At a glance, this can seem simply to be “modern life.”
But it’s vital to understand that this siloing is not accidental. It is the precise aim of the world in which we live.
One of the primary goals of the monstrosity that is the internet is to reduce us to atomized individuals who relate to one another and the world through the screens of our devices.
As a wise old man once said, we now carry our bonds to society in our pockets.
If we speak to each other through our phones and computers, we must pay for that privilege.
If we find out about the world through our computers and tablets, our interests can be tabulated for the purpose of selling us products. Our data can be collected and sold, our attention spans can be reduced to the point to which we need ever-increasing amounts of (monetized) distraction to keep us entertained.
Most horribly, we can be manipulated with the ease of a five-year-old watching a professional magician, because what we are watching is not reality.
It is a creation.
(If you haven't read Stuart Thompson's NYT piece laying out how clearly this last bit is happening, I would do so. Although I would recommend chewing some anti-anxiety meds first.)
I have no idea who first uttered the words, “divide and conquer.” Probably some paleolithic war chief laying out plans for the sacking of someone else's village, at which point his top lieutenant must have turned to him and said, in awe, “Damn, Grog, that's a pithy phrase.”
But wherever they came from, these words are absolutely true, and if you want proof of this, look no further than your own face in the last selfie you took, because it’s happening to us.
Mary Oliver may have been writing about our spiritual relationship with nature, it's true. But anything approximating any kind of relationship with nature, not to mention the preservation of that fast-dwindling miracle we so loosely call “the health of the planet,” is dependent on a healthy political system.
By this I don't mean a political system in which liberals win every battle – although I'd be happy to see that happen – but one in which people of any political stripe feel they have the basic democratic rights that we have all, for so long, taken for granted.
Because if people do not feel they have some say in the society in which they live, they sure as shit won't have the mental energy to care about the fate of jaguars along the southern border of the United States or corals bleaching away to nothing in the South Pacific.
Do you doubt that these democratic rights are currently in terrible peril? If so, please listen to Senator Chris Murphy – who I'm proud to say was once a classmate of mine – explain why we should be alarmed.
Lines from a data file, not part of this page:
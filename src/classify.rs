//! Outcome classification of rendered screen text.
//!
//! Rules are checked in order and the first match wins. A restricted account
//! can still show home-screen chrome, so restriction phrases come first.

use crate::runner::RunResult;

/// Phrase shown in the composer of the home feed
pub const HOME_PROMPT: &str = "what's on your mind";

/// Outcome a rule produces; `Error` is never a classification result
#[derive(Debug, Clone, Copy, PartialEq, Eq)]
pub enum Verdict {
    Restricted,
    Success,
    Checkpoint,
}

impl From<Verdict> for RunResult {
    fn from(v: Verdict) -> Self {
        match v {
            Verdict::Restricted => RunResult::Restricted,
            Verdict::Success => RunResult::Success,
            Verdict::Checkpoint => RunResult::Checkpoint,
        }
    }
}

/// Ordered phrase table. Phrases are lower case.
pub const RULES: &[(Verdict, &[&str])] = &[
    (Verdict::Restricted, &["restricted", "account disabled"]),
    (Verdict::Success, &["home", HOME_PROMPT]),
    (
        Verdict::Checkpoint,
        &["confirm your identity", "need help finding your account"],
    ),
];

/// Classify rendered text; text matching no rule is `Unknown`.
pub fn classify(rendered_text: &str) -> RunResult {
    match_rule(rendered_text)
        .map(RunResult::from)
        .unwrap_or(RunResult::Unknown)
}

/// First rule whose phrase occurs in the text (case-insensitive)
pub fn match_rule(rendered_text: &str) -> Option<Verdict> {
    let text = normalize(rendered_text);
    RULES
        .iter()
        .find(|(_, phrases)| phrases.iter().any(|p| text.contains(p)))
        .map(|(verdict, _)| *verdict)
}

/// True when the text shows home-screen indicators
pub fn shows_home(rendered_text: &str) -> bool {
    let text = normalize(rendered_text);
    RULES
        .iter()
        .filter(|(verdict, _)| *verdict == Verdict::Success)
        .any(|(_, phrases)| phrases.iter().any(|p| text.contains(p)))
}

// Lower-case and fold typographic apostrophes so "What’s" matches "what's"
fn normalize(text: &str) -> String {
    text.to_lowercase().replace('\u{2019}', "'")
}

#[cfg(test)]
mod tests {
    use super::*;

    #[test]
    fn test_known_phrases() {
        assert_eq!(classify("Welcome — What's on your mind?"), RunResult::Success);
        assert_eq!(classify("Your account has been restricted"), RunResult::Restricted);
        assert_eq!(classify("Confirm your identity to continue"), RunResult::Checkpoint);
        assert_eq!(classify("random unrelated text"), RunResult::Unknown);
    }

    #[test]
    fn test_rule_order() {
        assert_eq!(classify("Home\nThis account is RESTRICTED"), RunResult::Restricted);
        assert_eq!(classify("Account disabled. Go home"), RunResult::Restricted);
        assert_eq!(
            classify("Home - need help finding your account?"),
            RunResult::Success
        );
    }

    #[test]
    fn test_checkpoint_needs_an_actual_phrase() {
        assert_eq!(classify("checkpoint"), RunResult::Unknown);
        assert_eq!(
            classify("Need help finding your account?"),
            RunResult::Checkpoint
        );
    }

    #[test]
    fn test_case_and_apostrophe_folding() {
        assert_eq!(classify("WHAT’S ON YOUR MIND"), RunResult::Success);
        assert!(shows_home("HOME"));
        assert!(!shows_home("Log in"));
        assert_eq!(classify(""), RunResult::Unknown);
    }
}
Here's a transcript of the podcast on which he does so; the link to the audio is at the top of it.
In turn, the health of our politics is very much dependent on the health of our journalism. So is our journalism healthy?
I’m glad you asked, because no, it is not.
From the Washington Post and L.A. Times’ decision to reject the deeply American tradition of independent media outlets offering independent assessments of political candidates before an election, to ABC News’ decision to pay Trump $15 million to prevent him from being mad at them, things are not peachy.
Matt Pearce's piece on this, "Journalism's Fight for Survival in a Post-Literate Democracy," is another thing that's very much worth your time if things like democracy and literacy and journalism are your jam.
And beneath all of this runs the arts.
If we do not have a healthy arts, then little else matters. We will find ourselves in a world in which even our joy is used against us for the purpose of turning us into content-consuming drones that exists simply for the purpose of making money for the already wealthy.
But…can this already be happening?
Dear reader, of course it is.
As Liz Pelly put it in a recent article about Spotify's quest to turn all music into cheaply-produced meaningless sludge: "A model in which the imperative is simply to keep listeners around, whether they’re paying attention or not, distorts our very understanding of music’s purpose"
It is not, or not only, your or my little castle that is under assault.
The environment, journalism, the law, politics, the mental health of our kids, the question of immigration, the issues of foreign policy, the arts: all of this is a part of a larger web of connection and creation and thought and debate that we call our culture.
It’s this culture that is under attack, from outside, inside, and all around.
The proximate cause of this is Donald Trump and his minions. But the longer-term causes come from the fact that the people the top of this maniacal apparatus have gotten very, very good at manipulating basic human drives like fear, greed, and the lust for recognition. And they have access to the greatest tools ever invented for this manipulation.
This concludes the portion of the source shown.